* _PROBLEM REQUIREMENTS_:
In the listing below, find the line holding "let shares_id = affiliations.iter().position(|existing|" and the line holding "AFFILIATION_NAMES". Write out those two lines and all lines between, exactly, and nothing more.
[SUPPLIED DATA]
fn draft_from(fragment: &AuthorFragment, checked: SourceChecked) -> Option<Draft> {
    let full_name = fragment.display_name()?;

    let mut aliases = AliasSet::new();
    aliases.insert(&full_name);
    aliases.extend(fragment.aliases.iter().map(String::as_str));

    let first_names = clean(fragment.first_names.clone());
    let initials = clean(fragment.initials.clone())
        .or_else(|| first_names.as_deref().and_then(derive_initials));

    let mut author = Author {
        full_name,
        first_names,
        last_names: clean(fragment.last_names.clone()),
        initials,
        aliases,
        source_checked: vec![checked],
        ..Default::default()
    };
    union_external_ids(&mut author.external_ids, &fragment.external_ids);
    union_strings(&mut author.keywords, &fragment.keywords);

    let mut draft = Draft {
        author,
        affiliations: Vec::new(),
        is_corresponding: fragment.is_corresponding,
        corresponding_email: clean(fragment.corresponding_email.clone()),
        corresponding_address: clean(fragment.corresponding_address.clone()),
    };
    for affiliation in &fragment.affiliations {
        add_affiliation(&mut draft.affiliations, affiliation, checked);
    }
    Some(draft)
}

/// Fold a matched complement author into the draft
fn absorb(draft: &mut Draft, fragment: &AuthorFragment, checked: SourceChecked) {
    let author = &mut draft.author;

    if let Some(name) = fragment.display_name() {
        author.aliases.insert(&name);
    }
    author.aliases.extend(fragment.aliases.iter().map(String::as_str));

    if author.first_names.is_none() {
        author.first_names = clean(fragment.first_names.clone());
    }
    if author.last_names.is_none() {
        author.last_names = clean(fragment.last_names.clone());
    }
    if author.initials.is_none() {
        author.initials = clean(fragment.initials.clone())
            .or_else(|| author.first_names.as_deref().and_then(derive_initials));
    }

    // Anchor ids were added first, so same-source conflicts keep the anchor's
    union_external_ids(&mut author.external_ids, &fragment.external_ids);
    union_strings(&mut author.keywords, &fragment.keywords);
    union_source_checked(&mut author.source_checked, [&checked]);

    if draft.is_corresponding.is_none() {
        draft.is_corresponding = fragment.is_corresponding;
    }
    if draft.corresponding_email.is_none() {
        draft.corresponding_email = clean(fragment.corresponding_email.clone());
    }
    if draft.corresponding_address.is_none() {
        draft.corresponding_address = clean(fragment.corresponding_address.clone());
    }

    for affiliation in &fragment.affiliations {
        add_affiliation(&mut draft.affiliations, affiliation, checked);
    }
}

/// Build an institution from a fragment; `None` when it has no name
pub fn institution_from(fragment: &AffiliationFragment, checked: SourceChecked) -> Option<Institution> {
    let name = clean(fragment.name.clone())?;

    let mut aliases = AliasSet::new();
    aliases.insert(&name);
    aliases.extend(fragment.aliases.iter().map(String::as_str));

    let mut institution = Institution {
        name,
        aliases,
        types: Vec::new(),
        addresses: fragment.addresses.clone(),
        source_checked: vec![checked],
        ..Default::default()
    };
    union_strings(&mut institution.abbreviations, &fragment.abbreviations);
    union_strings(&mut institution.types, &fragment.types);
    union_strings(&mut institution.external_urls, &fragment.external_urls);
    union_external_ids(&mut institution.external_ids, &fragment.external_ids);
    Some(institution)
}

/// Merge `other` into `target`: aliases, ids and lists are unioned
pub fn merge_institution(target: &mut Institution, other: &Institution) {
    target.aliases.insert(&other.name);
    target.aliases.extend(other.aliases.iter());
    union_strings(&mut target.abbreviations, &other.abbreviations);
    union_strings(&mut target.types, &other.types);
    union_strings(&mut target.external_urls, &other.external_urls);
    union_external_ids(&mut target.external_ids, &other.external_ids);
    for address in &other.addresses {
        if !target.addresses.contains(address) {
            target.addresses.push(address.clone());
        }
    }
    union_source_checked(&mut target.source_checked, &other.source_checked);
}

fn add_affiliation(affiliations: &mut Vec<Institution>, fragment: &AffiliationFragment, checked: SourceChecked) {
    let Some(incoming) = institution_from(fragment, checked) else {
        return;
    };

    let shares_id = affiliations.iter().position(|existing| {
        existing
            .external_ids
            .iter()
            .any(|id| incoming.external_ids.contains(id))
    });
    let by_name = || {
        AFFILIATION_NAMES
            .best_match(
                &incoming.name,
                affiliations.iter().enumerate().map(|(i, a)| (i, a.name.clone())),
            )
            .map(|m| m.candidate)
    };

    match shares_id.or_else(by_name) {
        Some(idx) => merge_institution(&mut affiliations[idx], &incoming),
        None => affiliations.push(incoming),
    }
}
[/SUPPLIED DATA]
* _ANSWER TO THE EXERCISE_:
    let shares_id = affiliations.iter().position(|existing| {
        existing
            .external_ids
            .iter()
            .any(|id| incoming.external_ids.contains(id))
    });
    let by_name = || {
        AFFILIATION_NAMES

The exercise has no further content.